Return the lines below that contain the word "with".

↓↓↓

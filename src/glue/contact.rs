//! Contact form submitted through a third-party email relay.

use crate::foundation::core::Rgba8;
use crate::foundation::error::{ScrollreelError, ScrollreelResult};

const SENDING_LABEL: &str = "Sending...";
const SENT_LABEL: &str = "Sent";
const SUCCESS_MESSAGE: &str = "Message Sent Successfully!";
const FAILURE_MESSAGE: &str = "Failed to send. Please try again.";
const RESTORE_AFTER_SECS: f64 = 5.0;

/// Account identifiers for the relay service.
#[derive(Clone, Debug, PartialEq, Eq, serde::Serialize, serde::Deserialize)]
pub struct RelayConfig {
    /// Public (browser-safe) key.
    pub public_key: String,
    /// Service id.
    pub service_id: String,
    /// Template id.
    pub template_id: String,
}

/// Request body handed to the relay.
#[derive(Clone, Debug, PartialEq, Eq, serde::Serialize)]
pub struct RelayRequest {
    /// Service id.
    pub service_id: String,
    /// Template id.
    pub template_id: String,
    /// Public key, under the name the relay API expects.
    pub user_id: String,
    /// Form fields by name.
    pub template_params: serde_json::Map<String, serde_json::Value>,
}

/// Email delivery seam.
pub trait MailRelay {
    /// Deliver one message.
    fn send(&mut self, request: &RelayRequest) -> anyhow::Result<()>;
}

/// Tone of the status line.
#[derive(Clone, Copy, Debug, PartialEq, Eq)]
pub enum StatusTone {
    /// Delivery succeeded.
    Success,
    /// Delivery failed.
    Error,
}

impl StatusTone {
    /// Display color.
    pub fn color(self) -> Rgba8 {
        match self {
            Self::Success => Rgba8([0x00, 0xff, 0x9d, 0xff]),
            Self::Error => Rgba8([0xff, 0x4d, 0x4d, 0xff]),
        }
    }
}

/// Status line under the form.
#[derive(Clone, Debug, PartialEq, Eq)]
pub struct FormStatus {
    /// Tone.
    pub tone: StatusTone,
    /// Text color for the tone.
    pub color: Rgba8,
    /// Message.
    pub message: String,
}

/// Submit button appearance.
#[derive(Clone, Debug, PartialEq, Eq)]
pub struct SubmitButton {
    /// Label.
    pub label: String,
    /// Whether clicks are ignored.
    pub disabled: bool,
}

/// Contact form state machine.
pub struct ContactForm {
    relay: Option<(RelayConfig, Box<dyn MailRelay>)>,
    fields: Vec<(String, String)>,
    idle_label: String,
    button: SubmitButton,
    status: Option<FormStatus>,
    restore_at: Option<f64>,
}

impl ContactForm {
    /// Form with the given submit label. Without a relay the form stays disabled.
    pub fn new(idle_label: impl Into<String>, relay: Option<(RelayConfig, Box<dyn MailRelay>)>) -> Self {
        let idle_label = idle_label.into();
        if relay.is_none() {
            tracing::warn!("email relay not configured; contact form disabled");
        }
        Self {
            button: SubmitButton {
                label: idle_label.clone(),
                disabled: relay.is_none(),
            },
            relay,
            fields: Vec::new(),
            idle_label,
            status: None,
            restore_at: None,
        }
    }

    /// Set a field, keeping first-insertion order.
    pub fn set_field(&mut self, name: impl Into<String>, value: impl Into<String>) {
        let name = name.into();
        let value = value.into();
        match self.fields.iter_mut().find(|(n, _)| *n == name) {
            Some((_, v)) => *v = value,
            None => self.fields.push((name, value)),
        }
    }

    /// Current value of `name`.
    pub fn field(&self, name: &str) -> Option<&str> {
        self.fields
            .iter()
            .find(|(n, _)| n == name)
            .map(|(_, v)| v.as_str())
    }

    /// Button appearance.
    pub fn button(&self) -> &SubmitButton {
        &self.button
    }

    /// Visible status line.
    pub fn status(&self) -> Option<&FormStatus> {
        self.status.as_ref()
    }

    /// Serialize the form into a relay request and enter the sending state.
    pub fn begin_submit(&mut self) -> ScrollreelResult<RelayRequest> {
        let Some((config, _)) = self.relay.as_ref() else {
            return Err(ScrollreelError::validation(
                "contact form has no email relay",
            ));
        };
        if self.button.disabled {
            return Err(ScrollreelError::validation(
                "contact form is already submitting",
            ));
        }
        let template_params = self
            .fields
            .iter()
            .map(|(k, v)| (k.clone(), serde_json::Value::String(v.clone())))
            .collect();
        let request = RelayRequest {
            service_id: config.service_id.clone(),
            template_id: config.template_id.clone(),
            user_id: config.public_key.clone(),
            template_params,
        };
        self.button = SubmitButton {
            label: SENDING_LABEL.to_string(),
            disabled: true,
        };
        Ok(request)
    }

    /// Record the relay outcome of a submission started with [`ContactForm::begin_submit`].
    pub fn finish_submit(&mut self, now_secs: f64, result: anyhow::Result<()>) {
        match result {
            Ok(()) => {
                self.status = Some(FormStatus {
                    tone: StatusTone::Success,
                    color: StatusTone::Success.color(),
                    message: SUCCESS_MESSAGE.to_string(),
                });
                self.button.label = SENT_LABEL.to_string();
                self.fields.clear();
                self.restore_at = Some(now_secs + RESTORE_AFTER_SECS);
            }
            Err(err) => {
                tracing::error!(error = %err, "contact form delivery failed");
                self.status = Some(FormStatus {
                    tone: StatusTone::Error,
                    color: StatusTone::Error.color(),
                    message: FAILURE_MESSAGE.to_string(),
                });
                self.button = SubmitButton {
                    label: self.idle_label.clone(),
                    disabled: false,
                };
            }
        }
    }

    /// Submit through the configured relay.
    pub fn submit(&mut self, now_secs: f64) -> ScrollreelResult<()> {
        let request = self.begin_submit()?;
        let result = match self.relay.as_mut() {
            Some((_, relay)) => relay.send(&request),
            None => Err(anyhow::anyhow!("email relay disappeared")),
        };
        self.finish_submit(now_secs, result);
        Ok(())
    }

    /// Advance timers: a success notice hides and the button resets after a few seconds.
    pub fn tick(&mut self, now_secs: f64) {
        if let Some(at) = self.restore_at
            && now_secs >= at
        {
            self.restore_at = None;
            self.status = None;
            self.button = SubmitButton {
                label: self.idle_label.clone(),
                disabled: false,
            };
        }
    }
}

#[cfg(test)]
#[path = "../../tests/unit/glue/contact.rs"]
mod tests;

↑↑↑

> Response below:
    /// Form with the given submit label. Without a relay the form stays disabled.
    /// Record the relay outcome of a submission started with [`ContactForm::begin_submit`].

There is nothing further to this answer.